//! GraphQL response envelope.

use serde::Deserialize;
use serde_json::Value;

use crate::error::{Error, Result};

/// The `{data, errors}` wrapper around every GraphQL response.
#[derive(Debug, Clone, Default, Deserialize)]
pub struct ResponseEnvelope {
    /// The data returned by the operation.
    #[serde(default)]
    pub data: Option<Value>,

    /// Errors reported by the server. Any non-null value counts.
    #[serde(default)]
    pub errors: Option<Value>,
}

impl ResponseEnvelope {
    /// Parse an envelope from a response body.
    pub fn from_slice(body: &[u8]) -> serde_json::Result<Self> {
        serde_json::from_slice(body)
    }

    /// Check if the server reported errors.
    pub fn has_errors(&self) -> bool {
        self.errors.is_some()
    }

    /// Extract the payload stored under `key` in `data`.
    ///
    /// With no key, the whole `data` object is the payload. Fails with
    /// [`Error::Remote`] whenever `errors` is present, even alongside data.
    pub fn into_payload(self, key: Option<&str>) -> Result<Value> {
        if let Some(errors) = self.errors {
            return Err(Error::Remote { errors });
        }

        let mut data = match self.data {
            Some(Value::Object(data)) => data,
            Some(other) => {
                return Err(Error::ResponseShape(format!(
                    "expected 'data' to be an object, got {}",
                    json_kind(&other)
                )));
            }
            None => return Err(Error::ResponseShape("response has no 'data'".into())),
        };

        match key {
            Some(key) => data.remove(key).ok_or_else(|| {
                Error::ResponseShape(format!("key '{key}' not found in response data"))
            }),
            None => Ok(Value::Object(data)),
        }
    }
}

fn json_kind(value: &Value) -> &'static str {
    match value {
        Value::Null => "null",
        Value::Bool(_) => "a boolean",
        Value::Number(_) => "a number",
        Value::String(_) => "a string",
        Value::Array(_) => "an array",
        Value::Object(_) => "an object",
    }
}
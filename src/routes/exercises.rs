// SPDX-License-Identifier: MIT
// Copyright 2026 Roland Dreier <roland@rolandd.dev>

//! Exercise catalog routes.

use crate::error::Result;
use crate::middleware::auth::Caller;
use crate::models::Exercise;
use crate::AppState;
use axum::{
    extract::{Query, State},
    routing::get,
    Extension, Json, Router,
};
use serde::Deserialize;
use std::sync::Arc;
use validator::Validate;

pub fn routes() -> Router<Arc<AppState>> {
    Router::new().route("/api/exercises", get(list_exercises))
}

#[derive(Debug, Deserialize, Validate)]
pub struct ExercisesQuery {
    /// Restrict to one workout type
    #[serde(rename = "type")]
    #[validate(length(min = 1, max = 50))]
    pub workout_type: Option<String>,
}

async fn list_exercises(
    State(state): State<Arc<AppState>>,
    Extension(caller): Extension<Caller>,
    Query(params): Query<ExercisesQuery>,
) -> Result<Json<Vec<Exercise>>> {
    params.validate()?;
    let exercises = match params.workout_type.as_deref() {
        Some(workout_type) => {
            state
                .service
                .get_exercises_by_type(&caller, workout_type)
                .await?
        }
        None => state.service.get_all_exercises(&caller).await?,
    };
    Ok(Json(exercises))
}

= = =

Reproduce verbatim the lines above, from the line with "use crate::middleware::auth::Caller;" through the line with "pub struct ExercisesQuery".

use crate::middleware::auth::Caller;
use crate::models::Exercise;
use crate::AppState;
use axum::{
    extract::{Query, State},
    routing::get,
    Extension, Json, Router,
};
use serde::Deserialize;
use std::sync::Arc;
use validator::Validate;

pub fn routes() -> Router<Arc<AppState>> {
    Router::new().route("/api/exercises", get(list_exercises))
}

#[derive(Debug, Deserialize, Validate)]
pub struct ExercisesQuery {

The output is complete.